EXERCISE DIRECTIONS: Please copy out each line of the entries in which "Alignment" appears.

Dataset records:
»»
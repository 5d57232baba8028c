//! # Introduction
//!
//! heapviz runs classic binary max-heap algorithms (insert, extract-max,
//! build-heap, heap-sort) and records every comparison and swap as an
//! immutable animation step. The recorded trace is then replayed forward and
//! backward, at an adjustable pace, through a terminal UI built with
//! [ratatui](https://docs.rs/ratatui).
//!
//! ## Pipeline
//!
//! ```text
//! Command → HeapEngine → Trace → PlaybackController → StepRenderer → TUI
//! ```
//!
//! 1. [`heap`]: the heap engine and the [`heap::AnimationStep`] records it
//!    emits. Each operation runs to completion and replaces the trace.
//! 2. [`playback`]: a cursor over the last trace, stepped by hand or by a
//!    cancellable ticker driven by the caller's clock.
//! 3. [`session`]: owns one engine, one controller and one renderer, and
//!    cancels pending playback before every heap mutation.
//! 4. [`config`]: runtime configuration and the headless trace dump.
//! 5. [`ui`]: ratatui-based TUI; not part of the stable library API.

pub mod config;
pub mod heap;
pub mod playback;
pub mod session;
pub mod ui;
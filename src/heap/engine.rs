//! Max-heap engine that records every step of its algorithms
//!
//! Each public operation runs to completion synchronously and leaves behind a
//! fresh [`Trace`]: the ordered list of [`AnimationStep`]s describing every
//! comparison, swap and structural change it made. Counters and trace belong
//! to a single operation and are reset when the next one starts.
//!
//! Sift-down breaks ties in favour of the current index: a child only takes
//! over when it is strictly greater. Traces depend on this, so two runs over
//! the same input always produce the same steps.

use super::step::{now_millis, AnimationStep, StepKind, Trace};
use super::{left_child, parent, right_child, Key};
use serde::Serialize;
use std::collections::VecDeque;
use std::rc::Rc;
use tracing::{debug, warn};

/// Summary of the engine state
#[derive(Debug, Clone, Copy, PartialEq, Eq, Serialize)]
pub struct Stats {
    pub size: usize,
    pub comparisons: usize,
    pub swaps: usize,
    pub steps: usize,
}

/// Binary max-heap with comparison/swap counters and a step trace
#[derive(Debug, Default)]
pub struct HeapEngine {
    heap: Vec<Key>,
    comparisons: usize,
    swaps: usize,
    trace: Trace,
}

impl HeapEngine {
    pub fn new() -> Self {
        Self::default()
    }

    /// Insert a value and sift it up.
    ///
    /// Non-finite values are rejected without touching the heap, the counters
    /// or the previous trace.
    pub fn insert(&mut self, value: Key) -> bool {
        if !value.is_finite() {
            warn!(value, "rejected non-finite insert");
            return false;
        }

        self.begin_operation();
        self.heap.push(value);
        let last = self.heap.len() - 1;
        self.record(
            StepKind::Insert { value },
            vec![last],
            self.heap.len(),
            format!("Inserted {}", value),
        );

        self.sift_up(last);
        self.record_heapify_complete();

        self.log_operation("insert");
        true
    }

    /// Remove and return the root (the maximum).
    ///
    /// On an empty heap an `error` step is recorded and `None` is returned.
    pub fn delete(&mut self) -> Option<Key> {
        self.begin_operation();

        let root = match self.heap.len() {
            0 => {
                self.record(StepKind::Error, Vec::new(), 0, "Heap is empty!".to_string());
                warn!("delete on empty heap");
                return None;
            }
            1 => {
                let value = self.heap.pop()?;
                self.record(
                    StepKind::Delete { value },
                    Vec::new(),
                    0,
                    format!("Deleted root: {}", value),
                );
                value
            }
            _ => {
                let root = self.heap[0];
                if let Some(last) = self.heap.pop() {
                    self.heap[0] = last;
                }
                self.record(
                    StepKind::Delete { value: root },
                    vec![0],
                    self.heap.len(),
                    format!("Deleted root: {}, moved last element to root", root),
                );
                self.sift_down(0, self.heap.len());
                self.record_heapify_complete();
                root
            }
        };

        self.log_operation("delete");
        Some(root)
    }

    /// Replace the heap with `values` and heapify it bottom-up
    pub fn build_heap(&mut self, values: &[Key]) {
        self.heap = values.to_vec();
        self.begin_operation();

        if self.heap.is_empty() {
            return;
        }

        let size = self.heap.len();
        self.record(
            StepKind::BuildStart,
            Vec::new(),
            size,
            "Starting to build max heap...".to_string(),
        );

        if size >= 2 {
            let last_non_leaf = (size - 2) / 2;
            for i in (0..=last_non_leaf).rev() {
                self.record(
                    StepKind::Heapify { index: i },
                    vec![i],
                    size,
                    format!("Heapifying at index {}", i),
                );
                self.sift_down(i, size);
            }
        }

        self.record(
            StepKind::BuildComplete,
            Vec::new(),
            size,
            "Max heap built successfully!".to_string(),
        );

        self.log_operation("build_heap");
    }

    /// Heap-sort the current contents, or `values` if given, into ascending order.
    ///
    /// The stored heap is left exactly as it was before sorting; the sorted
    /// sequence is returned and carried by the final `sort_complete` step.
    pub fn heap_sort(&mut self, values: Option<&[Key]>) -> Vec<Key> {
        match values {
            Some(values) => self.build_heap(values),
            None if self.heap.is_empty() => return Vec::new(),
            None => self.begin_operation(),
        }

        if self.heap.is_empty() {
            return Vec::new();
        }

        let original = self.heap.clone();
        let size = self.heap.len();
        let mut sorted: VecDeque<Key> = VecDeque::with_capacity(size);

        self.record(
            StepKind::SortStart,
            Vec::new(),
            size,
            "Starting heap sort...".to_string(),
        );

        for i in (0..size).rev() {
            self.heap.swap(0, i);
            self.swaps += 1;

            let extracted = self.heap[i];
            self.record(
                StepKind::Extract {
                    extracted,
                    sorted: sorted.iter().copied().collect(),
                },
                vec![0, i],
                i,
                format!("Extracted {} to sorted array", extracted),
            );
            sorted.push_front(extracted);

            if i > 0 {
                self.sift_down(0, i);
            }
        }

        self.heap = original;
        let sorted: Vec<Key> = sorted.into_iter().collect();
        self.record(
            StepKind::SortComplete {
                sorted: sorted.clone(),
            },
            Vec::new(),
            size,
            "Heap sort completed!".to_string(),
        );

        self.log_operation("heap_sort");
        sorted
    }

    /// Value copy of the heap array
    pub fn heap(&self) -> Vec<Key> {
        self.heap.clone()
    }

    pub fn root(&self) -> Option<Key> {
        self.heap.first().copied()
    }

    pub fn size(&self) -> usize {
        self.heap.len()
    }

    pub fn is_empty(&self) -> bool {
        self.heap.is_empty()
    }

    /// Empty the heap and reset counters and trace
    pub fn clear(&mut self) {
        self.heap.clear();
        self.begin_operation();
    }

    pub fn stats(&self) -> Stats {
        Stats {
            size: self.heap.len(),
            comparisons: self.comparisons,
            swaps: self.swaps,
            steps: self.trace.len(),
        }
    }

    pub fn reset_stats(&mut self) {
        self.comparisons = 0;
        self.swaps = 0;
    }

    /// Drop the current trace. Holders of the old trace keep their copy.
    pub fn clear_animation_steps(&mut self) {
        self.trace = Rc::new(Vec::new());
    }

    /// Shared handle to the trace of the last operation
    pub fn trace(&self) -> Trace {
        Rc::clone(&self.trace)
    }

    pub fn steps(&self) -> &[AnimationStep] {
        &self.trace
    }

    fn begin_operation(&mut self) {
        self.clear_animation_steps();
        self.reset_stats();
    }

    fn sift_up(&mut self, mut index: usize) {
        let size = self.heap.len();
        while index > 0 {
            let parent_idx = parent(index);
            self.comparisons += 1;
            self.record(
                StepKind::Compare,
                vec![index, parent_idx],
                size,
                format!(
                    "Comparing {} with parent {}",
                    self.heap[index], self.heap[parent_idx]
                ),
            );

            if self.heap[index] > self.heap[parent_idx] {
                self.swap(index, parent_idx, size);
                index = parent_idx;
            } else {
                break;
            }
        }
    }

    /// Sift down from `index`, treating only the first `heap_size` elements as the heap
    fn sift_down(&mut self, mut index: usize, heap_size: usize) {
        loop {
            let mut largest = index;
            let left = left_child(index);
            let right = right_child(index);

            if left < heap_size {
                self.comparisons += 1;
                self.record(
                    StepKind::Compare,
                    vec![index, left],
                    heap_size,
                    format!(
                        "Comparing {} with left child {}",
                        self.heap[index], self.heap[left]
                    ),
                );
                if self.heap[left] > self.heap[largest] {
                    largest = left;
                }
            }

            if right < heap_size {
                self.comparisons += 1;
                self.record(
                    StepKind::Compare,
                    vec![index, right],
                    heap_size,
                    format!(
                        "Comparing {} with right child {}",
                        self.heap[largest], self.heap[right]
                    ),
                );
                if self.heap[right] > self.heap[largest] {
                    largest = right;
                }
            }

            if largest == index {
                break;
            }
            self.swap(index, largest, heap_size);
            index = largest;
        }
    }

    fn swap(&mut self, i: usize, j: usize, heap_size: usize) {
        self.heap.swap(i, j);
        self.swaps += 1;
        self.record(
            StepKind::Swap,
            vec![i, j],
            heap_size,
            format!("Swapped {} and {}", self.heap[j], self.heap[i]),
        );
    }

    fn record_heapify_complete(&mut self) {
        self.record(
            StepKind::HeapifyComplete,
            Vec::new(),
            self.heap.len(),
            "Heap property restored".to_string(),
        );
    }

    fn record(&mut self, kind: StepKind, indices: Vec<usize>, heap_size: usize, message: String) {
        let step = AnimationStep {
            kind,
            heap: self.heap.clone(),
            indices,
            heap_size,
            comparisons: self.comparisons,
            swaps: self.swaps,
            message,
            timestamp_ms: now_millis(),
        };
        Rc::make_mut(&mut self.trace).push(step);
    }

    fn log_operation(&self, operation: &str) {
        debug!(
            operation,
            size = self.heap.len(),
            comparisons = self.comparisons,
            swaps = self.swaps,
            steps = self.trace.len(),
            "heap operation finished"
        );
    }
}
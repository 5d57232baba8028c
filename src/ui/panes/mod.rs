//! TUI pane rendering modules
//!
//! Each pane exports a stateless `render_*` function that draws from the
//! [`HeapView`](crate::ui::view::HeapView) and playback state it is given.
//!
//! # Pane Modules
//!
//! - [`tree`]: the logical heap drawn as a binary tree
//! - [`array`]: the underlying array with per-cell color state and indices
//! - [`stats`]: counters, step position, speed and the current step message
//! - [`status`]: status bar with keybindings, or the input prompt while typing

pub mod array;
pub mod stats;
pub mod status;
pub mod tree;

pub use array::render_array_pane;
pub use stats::{render_stats_pane, StatsRenderData};
pub use status::{render_input_bar, render_status_bar, StatusRenderData};
pub use tree::render_tree_pane;
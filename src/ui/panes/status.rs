//! Status bar rendering with keybindings and state indicators

use crate::playback::PlaybackState;
use crate::ui::theme::DEFAULT_THEME;
use ratatui::{
    layout::{Alignment, Constraint, Direction, Layout, Rect},
    style::{Color, Modifier, Style},
    text::{Line, Span},
    widgets::Paragraph,
    Frame,
};

/// Data needed to render the status bar
pub struct StatusRenderData<'a> {
    pub message: &'a str,
    pub is_error: bool,
    pub cursor: usize,
    pub total_steps: usize,
    pub state: PlaybackState,
}

/// Render the status bar at the bottom.
pub fn render_status_bar(frame: &mut Frame, area: Rect, data: StatusRenderData) {
    // Split status bar into left and right
    let layout = Layout::default()
        .direction(Direction::Horizontal)
        .constraints([Constraint::Percentage(45), Constraint::Percentage(55)])
        .split(area);

    let step_text = format!(" Step {}/{} ", data.cursor, data.total_steps);

    let left_spans = vec![
        Span::styled(
            step_text,
            Style::default()
                .bg(if data.is_error {
                    DEFAULT_THEME.error
                } else {
                    DEFAULT_THEME.primary
                })
                .fg(Color::Black)
                .add_modifier(Modifier::BOLD),
        ),
        Span::styled(
            " | ",
            Style::default()
                .bg(DEFAULT_THEME.current_line_bg)
                .fg(DEFAULT_THEME.comment),
        ),
        Span::styled(
            format!(" {} ", data.message),
            Style::default()
                .bg(DEFAULT_THEME.current_line_bg)
                .fg(if data.is_error {
                    DEFAULT_THEME.error
                } else {
                    DEFAULT_THEME.fg
                }),
        ),
    ];

    let left_paragraph = Paragraph::new(Line::from(left_spans))
        .style(Style::default().bg(DEFAULT_THEME.current_line_bg))
        .alignment(Alignment::Left);

    frame.render_widget(left_paragraph, layout[0]);

    // Right side: Keybinds with visual grouping
    let key_style = Style::default().bg(DEFAULT_THEME.comment).fg(Color::Black);
    let desc_style = Style::default()
        .bg(DEFAULT_THEME.current_line_bg)
        .fg(DEFAULT_THEME.fg);
    let sep_style = Style::default()
        .bg(DEFAULT_THEME.current_line_bg)
        .fg(DEFAULT_THEME.comment);

    let mut right_spans = Vec::new();
    for (i, (key, desc)) in [
        ("i/l", " insert/load "),
        ("d", " delete "),
        ("b/s", " build/sort "),
        ("c", " clear "),
        ("←/→", " step "),
        ("⎵", " play "),
        ("+/-", " speed "),
        ("q", " quit "),
    ]
    .into_iter()
    .enumerate()
    {
        if i > 0 {
            right_spans.push(Span::styled("│", sep_style));
            right_spans.push(Span::styled(" ", desc_style));
        }
        right_spans.push(Span::styled(format!(" {} ", key), key_style));
        right_spans.push(Span::styled(desc, desc_style));
    }

    let badge = match data.state {
        PlaybackState::Playing => Some((" ▶ PLAYING ", DEFAULT_THEME.secondary)),
        PlaybackState::Paused => Some((" ⏸ PAUSED ", DEFAULT_THEME.primary)),
        _ if data.total_steps > 0 && data.cursor == data.total_steps => {
            Some((" END ", DEFAULT_THEME.error))
        }
        _ if data.total_steps > 0 && data.cursor == 0 => Some((" START ", DEFAULT_THEME.success)),
        _ => None,
    };

    if let Some((text, color)) = badge {
        right_spans.push(Span::styled("│", sep_style));
        right_spans.push(Span::styled(
            text,
            Style::default()
                .bg(color)
                .fg(Color::Black)
                .add_modifier(Modifier::BOLD),
        ));
    }

    let right_paragraph = Paragraph::new(Line::from(right_spans))
        .style(Style::default().bg(DEFAULT_THEME.current_line_bg))
        .alignment(Alignment::Right);

    frame.render_widget(right_paragraph, layout[1]);
}

/// Render the input prompt in place of the status bar
pub fn render_input_bar(frame: &mut Frame, area: Rect, prompt: &str, buffer: &str, error: Option<&str>) {
    let mut spans = vec![
        Span::styled(
            format!(" {} ", prompt),
            Style::default()
                .bg(DEFAULT_THEME.secondary)
                .fg(Color::Black)
                .add_modifier(Modifier::BOLD),
        ),
        Span::styled(
            format!(" {}", buffer),
            Style::default()
                .bg(DEFAULT_THEME.current_line_bg)
                .fg(DEFAULT_THEME.fg),
        ),
        Span::styled(
            "█",
            Style::default()
                .bg(DEFAULT_THEME.current_line_bg)
                .fg(DEFAULT_THEME.border_focused),
        ),
    ];

    if let Some(error) = error {
        spans.push(Span::styled(
            format!("  {} ", error),
            Style::default()
                .bg(DEFAULT_THEME.current_line_bg)
                .fg(DEFAULT_THEME.error)
                .add_modifier(Modifier::BOLD),
        ));
    }

    let paragraph = Paragraph::new(Line::from(spans))
        .style(Style::default().bg(DEFAULT_THEME.current_line_bg))
        .alignment(Alignment::Left);
    frame.render_widget(paragraph, area);
}
// Animation step records for replaying heap operations

use super::Key;
use serde::Serialize;
use std::fmt;
use std::rc::Rc;
use std::time::{SystemTime, UNIX_EPOCH};

/// The shared, read-only trace of the most recent operation
pub type Trace = Rc<Vec<AnimationStep>>;

/// What happened in a single step, with the data specific to that kind
#[derive(Debug, Clone, PartialEq, Serialize)]
#[serde(tag = "type", rename_all = "snake_case")]
pub enum StepKind {
    Insert { value: Key },
    Compare,
    Swap,
    Delete { value: Key },
    HeapifyComplete,
    BuildStart,
    Heapify { index: usize },
    BuildComplete,
    SortStart,
    /// Root swapped to the end of the shrinking heap during heap sort.
    /// `sorted` is the accumulator before `extracted` is added to it.
    Extract { extracted: Key, sorted: Vec<Key> },
    SortComplete { sorted: Vec<Key> },
    Error,
}

impl StepKind {
    /// Stable snake_case tag for this kind
    pub fn tag(&self) -> &'static str {
        match self {
            StepKind::Insert { .. } => "insert",
            StepKind::Compare => "compare",
            StepKind::Swap => "swap",
            StepKind::Delete { .. } => "delete",
            StepKind::HeapifyComplete => "heapify_complete",
            StepKind::BuildStart => "build_start",
            StepKind::Heapify { .. } => "heapify",
            StepKind::BuildComplete => "build_complete",
            StepKind::SortStart => "sort_start",
            StepKind::Extract { .. } => "extract",
            StepKind::SortComplete { .. } => "sort_complete",
            StepKind::Error => "error",
        }
    }
}

impl fmt::Display for StepKind {
    fn fmt(&self, f: &mut fmt::Formatter<'_>) -> fmt::Result {
        f.write_str(self.tag())
    }
}

/// One immutable record in a trace
#[derive(Debug, Clone, PartialEq, Serialize)]
pub struct AnimationStep {
    #[serde(flatten)]
    pub kind: StepKind,
    /// Value copy of the heap array when the step was recorded
    pub heap: Vec<Key>,
    pub indices: Vec<usize>,
    /// Logical heap size; smaller than `heap.len()` while sorting
    pub heap_size: usize,
    pub comparisons: usize,
    pub swaps: usize,
    pub message: String,
    pub timestamp_ms: u64,
}

impl AnimationStep {
    pub fn is_sort_complete(&self) -> bool {
        matches!(self.kind, StepKind::SortComplete { .. })
    }
}

/// Milliseconds since the Unix epoch, or 0 if the clock is before it
pub(crate) fn now_millis() -> u64 {
    SystemTime::now()
        .duration_since(UNIX_EPOCH)
        .map(|d| d.as_millis() as u64)
        .unwrap_or(0)
}

#[cfg(test)]
mod tests {
    use super::*;

    fn step(kind: StepKind) -> AnimationStep {
        AnimationStep {
            kind,
            heap: vec![9.0, 4.0],
            indices: vec![0, 1],
            heap_size: 2,
            comparisons: 1,
            swaps: 0,
            message: String::from("Comparing 9 with left child 4"),
            timestamp_ms: 0,
        }
    }

    #[test]
    fn test_tags_are_snake_case() {
        assert_eq!(StepKind::HeapifyComplete.tag(), "heapify_complete");
        assert_eq!(StepKind::Heapify { index: 3 }.tag(), "heapify");
        assert_eq!(
            StepKind::SortComplete { sorted: vec![] }.to_string(),
            "sort_complete"
        );
    }

    #[test]
    fn test_serialized_step_carries_type_tag() {
        let json = serde_json::to_value(step(StepKind::Compare)).unwrap();
        assert_eq!(json["type"], "compare");
        assert_eq!(json["heap_size"], 2);
        assert_eq!(json["indices"], serde_json::json!([0, 1]));
    }

    #[test]
    fn test_serialized_extract_flattens_payload() {
        let json = serde_json::to_value(step(StepKind::Extract {
            extracted: 9.0,
            sorted: vec![],
        }))
        .unwrap();
        assert_eq!(json["type"], "extract");
        assert_eq!(json["extracted"], 9.0);
        assert_eq!(json["sorted"], serde_json::json!([]));
    }
}
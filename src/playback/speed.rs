//! Playback speed setting

use super::constants::{DEFAULT_SPEED, DELAY_STEP_MS, MAX_SPEED, MIN_DELAY_MS, MIN_SPEED};
use std::fmt;
use std::time::Duration;

/// Playback speed in `[1, 10]`; higher is faster
#[derive(Debug, Clone, Copy, PartialEq, Eq, PartialOrd, Ord, Hash)]
pub struct Speed(u8);

impl Speed {
    /// Create a speed, clamping out-of-range values into `[1, 10]`
    pub fn new(value: u8) -> Self {
        Speed(value.clamp(MIN_SPEED, MAX_SPEED))
    }

    pub fn get(self) -> u8 {
        self.0
    }

    /// Delay between two rendered steps: `max(100, (11 - speed) * 100)` ms
    pub fn delay(self) -> Duration {
        let levels = u64::from(MAX_SPEED + 1 - self.0);
        Duration::from_millis((levels * DELAY_STEP_MS).max(MIN_DELAY_MS))
    }

    pub fn faster(self) -> Self {
        Speed::new(self.0.saturating_add(1))
    }

    pub fn slower(self) -> Self {
        Speed::new(self.0.saturating_sub(1))
    }
}

impl Default for Speed {
    fn default() -> Self {
        Speed(DEFAULT_SPEED)
    }
}

impl fmt::Display for Speed {
    fn fmt(&self, f: &mut fmt::Formatter<'_>) -> fmt::Result {
        write!(f, "{}", self.0)
    }
}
««
WRITTEN ANSWER:
    layout::{Alignment, Constraint, Direction, Layout, Rect},
        .alignment(Alignment::Left);
        .alignment(Alignment::Right);
        .alignment(Alignment::Left);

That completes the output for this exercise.